Puede –esperemos– que ninguno de los dos lectores exista, pero algo hay de choque interno cuando nos acercamos a una novela con semejante título, descubrimos que su autora es una periodista británica y que las críticas la señalan como representante del feminismo contemporáneo. Ante la etiqueta, muchos prefieren no arriesgarse al deje de lo moralista o panfletario. Otros sencillamente prefieren no arriesgarse a pensar.
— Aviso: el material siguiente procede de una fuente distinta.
impl<T: Real, E: ClusteringEngine<T>> BoundingMatrix<T, E> {
    /// Wraps `engine`, building a worker pool sized from `config`.
    ///
    /// # Errors
    /// Returns [`JoinError::InvalidPurgeFraction`] for an unusable purge
    /// fraction and [`JoinError::ThreadPool`] if the pool cannot start.
    pub fn new(engine: E, config: BoundingConfig) -> Result<Self> {
        config.validate()?;
        let pool = WorkerPool::new(config.threads, config.parallel_threshold_per_thread)?;
        let rows = engine.row_count();
        Ok(Self {
            sorted: SortedRows::new(0),
            book: ClusterBook::new(&[], &[]),
            scratch: ScanScratch::default(),
            phase: Phase::Initialized,
            next_purge: purge_target(rows, config.purge_fraction),
            stats: SearchStats::default(),
            engine,
            config,
            pool,
        })
    }

    /// Returns the current lifecycle phase.
    #[must_use]
    pub fn phase(&self) -> Phase {
        self.phase
    }

    /// Returns the wrapped engine.
    #[must_use]
    pub fn engine(&self) -> &E {
        &self.engine
    }

    /// Returns the number of live rows.
    #[must_use]
    pub fn row_count(&self) -> usize {
        self.engine.row_count()
    }

    /// Returns the work counters accumulated so far.
    #[must_use]
    pub fn stats(&self) -> SearchStats {
        self.stats
    }

    /// Sorts every row and consolidates taxa with identical distance rows.
    ///
    /// Returns the consolidation joins. Calling it again is a no-op.
    ///
    /// # Errors
    /// Returns [`JoinError::InvariantViolation`] if a duplicate group names a
    /// cluster that is not live.
    pub fn prepare(&mut self) -> Result<Vec<JoinRecord<T>>> {
        let pool = self.pool.clone();
        pool.install(|| self.prepare_in_pool())
    }

    /// Runs one search and joins the winning pair.
    ///
    /// # Errors
    /// Returns [`JoinError::InvariantViolation`] when three or fewer rows
    /// remain, or when the bookkeeping and the engine disagree.
    pub fn step(&mut self) -> Result<JoinRecord<T>> {
        let pool = self.pool.clone();
        pool.install(|| {
            self.prepare_in_pool()?;
            self.step_in_pool()
        })
    }

    /// Joins until three rows remain and resolves the tree.
    ///
    /// # Errors
    /// Propagates any failure from [`BoundingMatrix::prepare`],
    /// [`BoundingMatrix::step`] or the engine's final resolution.
    #[instrument(
        name = "core.bounded_join",
        skip(self),
        fields(algorithm = self.engine.algorithm_name(), taxa = self.engine.row_count()),
    )]
    pub fn construct_tree(mut self) -> Result<ClusterTree<T>> {
        let pool = self.pool.clone();
        pool.install(move || {
            self.prepare_in_pool()?;
            while self.engine.row_count() > 3 {
                self.step_in_pool()?;
            }
            self.finish()
        })
    }

    fn prepare_in_pool(&mut self) -> Result<Vec<JoinRecord<T>>> {
        if self.phase != Phase::Initialized {
            return Ok(Vec::new());
        }
        let rows = self.engine.row_count();
        self.book = ClusterBook::new(self.engine.row_to_cluster(), self.engine.row_totals());
        self.sorted = SortedRows::new(rows);
        let engine = &self.engine;
        self.sorted
            .fill_all(&self.pool, engine.row_to_cluster(), |row| engine.row(row));
        self.phase = Phase::FullySorted;
        debug!(rows, threads = self.pool.threads(), "sorted rows built");

        let records = self.consolidate_duplicates()?;
        self.next_purge = purge_target(self.engine.row_count(), self.config.purge_fraction);
        Ok(records)
    }

    fn consolidate_duplicates(&mut self) -> Result<Vec<JoinRecord<T>>> {
        let mut records = Vec::new();
        'groups: for group in self.engine.duplicate_groups() {
            let Some((&first, rest)) = group.split_first() else {
                continue;
            };
            let mut accumulated = first;
            for &cluster in rest {
                if self.engine.row_count() <= 3 {
                    break 'groups;
                }
                let (Some(a), Some(b)) = (self.book.row_of(accumulated), self.book.row_of(cluster))
                else {
                    return Err(JoinError::invariant(
                        "duplicate clusters live",
                        format_args!("clusters {accumulated} and {cluster}"),
                    ));
                };
                let record = self.join_rows(a.min(b), a.max(b), None)?;
                accumulated = record.merged.index();
                records.push(record);
            }
        }
        self.stats.duplicates_merged = records.len();
        if !records.is_empty() {
            debug!(joins = records.len(), "identical rows consolidated");
        }
        Ok(records)
    }

    fn step_in_pool(&mut self) -> Result<JoinRecord<T>> {
        let rows = self.engine.row_count();
        if rows <= 3 {
            return Err(JoinError::invariant(
                "rows remaining",
                format_args!("search requested with {rows} rows"),
            ));
        }
        if self.book.live_count() != rows {
            return Err(JoinError::invariant(
                "live cluster count",
                format_args!("{} live clusters for {rows} rows", self.book.live_count()),
            ));
        }
        self.phase = Phase::Clustering;
        self.book.rescale(rows);
        let seed = scheduler::decide_scan_order(
            &mut self.scratch,
            &self.engine,
            &self.book,
            &self.pool,
            &self.config,
        );
        let outcome = search::search_rows(
            &self.engine,
            &self.sorted,
            &self.book,
            &self.pool,
            &mut self.scratch,
            seed,
        );
        let best = outcome.best;
        if !best.is_found() || best.row() >= rows {
            return Err(JoinError::invariant(
                "finite candidate",
                format_args!("no live pair found among {rows} rows"),
            ));
        }

        let available: usize = (0..rows).map(|row| self.sorted.len(row)).sum();
        self.stats.iterations += 1;
        self.stats.entries_scanned += outcome.scanned;
        self.stats.entries_available += available;
        record_iteration(outcome.scanned);

        let record = self.join_rows(best.column(), best.row(), Some(best.value()))?;
        self.purge_if_due();
        Ok(record)
    }

    fn join_rows(&mut self, a: usize, b: usize, criterion: Option<T>) -> Result<JoinRecord<T>> {
        let rows = self.engine.row_count();
        let row_to_cluster = self.engine.row_to_cluster();
        let (left, right) = (row_to_cluster[a], row_to_cluster[b]);
        if self.book.row_of(left) != Some(a) || self.book.row_of(right) != Some(b) {
            return Err(JoinError::invariant(
                "selected clusters live",
                format_args!("rows {a} and {b} hold clusters {left} and {right}"),
            ));
        }
        let last = rows - 1;
        let moved_cluster = (b != last).then(|| row_to_cluster[last]);

        let outcome = self.engine.cluster(a, b)?;
        let expected_move = (b != last).then_some(last);
        if outcome.row != a || outcome.vacated != b || outcome.moved != expected_move {
            return Err(JoinError::invariant(
                "engine row layout",
                format_args!("{outcome:?} for rows {a} and {b} of {rows}"),
            ));
        }

        self.book.record_join(
            left,
            right,
            outcome.merged,
            a,
            moved_cluster.map(|cluster| (cluster, b)),
        );
        self.sorted.remove_row(b);
        let mode = if self.pool.is_parallel(rows) {
            SortMode::Parallel
        } else {
            SortMode::Sequential
        };
        self.sorted.fill_row(
            a,
            self.engine.row(a),
            self.engine.row_to_cluster(),
            outcome.merged,
            mode,
        );
        self.book
            .refresh_totals(self.engine.row_to_cluster(), self.engine.row_totals());

        Ok(JoinRecord {
            left: ClusterId::new(left),
            right: ClusterId::new(right),
            merged: ClusterId::new(outcome.merged),
            criterion,
        })
    }

    fn purge_if_due(&mut self) {
        let rows = self.engine.row_count();
        if rows > self.next_purge {
            return;
        }
        self.phase = Phase::Purging;
        let dropped = self.sorted.purge(&self.pool, &self.book);
        self.stats.purges += 1;
        self.stats.entries_purged += dropped;
        self.next_purge = purge_target(rows, self.config.purge_fraction);
        record_purge();
        debug!(rows, dropped, next = self.next_purge, "purged stale entries");
        self.phase = Phase::Clustering;
    }

    fn finish(mut self) -> Result<ClusterTree<T>> {
        self.phase = Phase::Finalized;
        let stats = self.stats;
        info!(
            algorithm = self.engine.algorithm_name(),
            iterations = stats.iterations,
            entries_scanned = stats.entries_scanned,
            pruning_ratio = stats.pruning_ratio(),
            purges = stats.purges,
            duplicates = stats.duplicates_merged,
            "bounded search finished",
        );
        self.engine.finish()
    }
}

fn purge_target(rows: usize, (numerator, denominator): (usize, usize)) -> usize {
    rows.saturating_mul(numerator) / denominator.max(1)
}

#[cfg(feature = "metrics")]
fn record_iteration(scanned: usize) {
    metrics::counter!("boundjoin_iterations_total").increment(1);
    metrics::counter!("boundjoin_entries_scanned_total").increment(scanned as u64);
}

#[cfg(not(feature = "metrics"))]
fn record_iteration(_scanned: usize) {}

#[cfg(feature = "metrics")]
fn record_purge() {
    metrics::counter!("boundjoin_purges_total").increment(1);
}

#[cfg(not(feature = "metrics"))]
fn record_purge() {}

#[cfg(test)]
mod property;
En cualquier caso estarán dando la espalda a una novela cuya inteligencia y explosión de humor se hacen políticas de la única forma que la literatura puede hacerlo: no tratando de convencernos, sino sorprendiéndonos y desafiándonos.

Más deseante que deseable

La protagonista de Cómo se hace una chica, Johanna Morrigan, cabalga con energía su propia adolescencia mientras lidia con su peculiar contexto: un padre alcohólico con delirios de estrella del rock, una madre cuyo hippismo primigenio se ha transformado en una languidez fantasmagórica y depresiva, una precariedad económica que arremete de forma persistente contra el techado de protección social de su casa en Wolverhampton… Sacándole la lengua a las adversidades, Johanna se inventa a sí misma en el personaje de Dolly Wilde, una voraz reportera musical que comienza a recorrer el país –y los escenarios británicos, llenos de decadente atractivo, de los años noventa–, a escribir descarnadas críticas, a darle salida a su avidez sexual y a vivir segura de sí misma, aunque al precio de cubrirse con el caparazón del cinismo.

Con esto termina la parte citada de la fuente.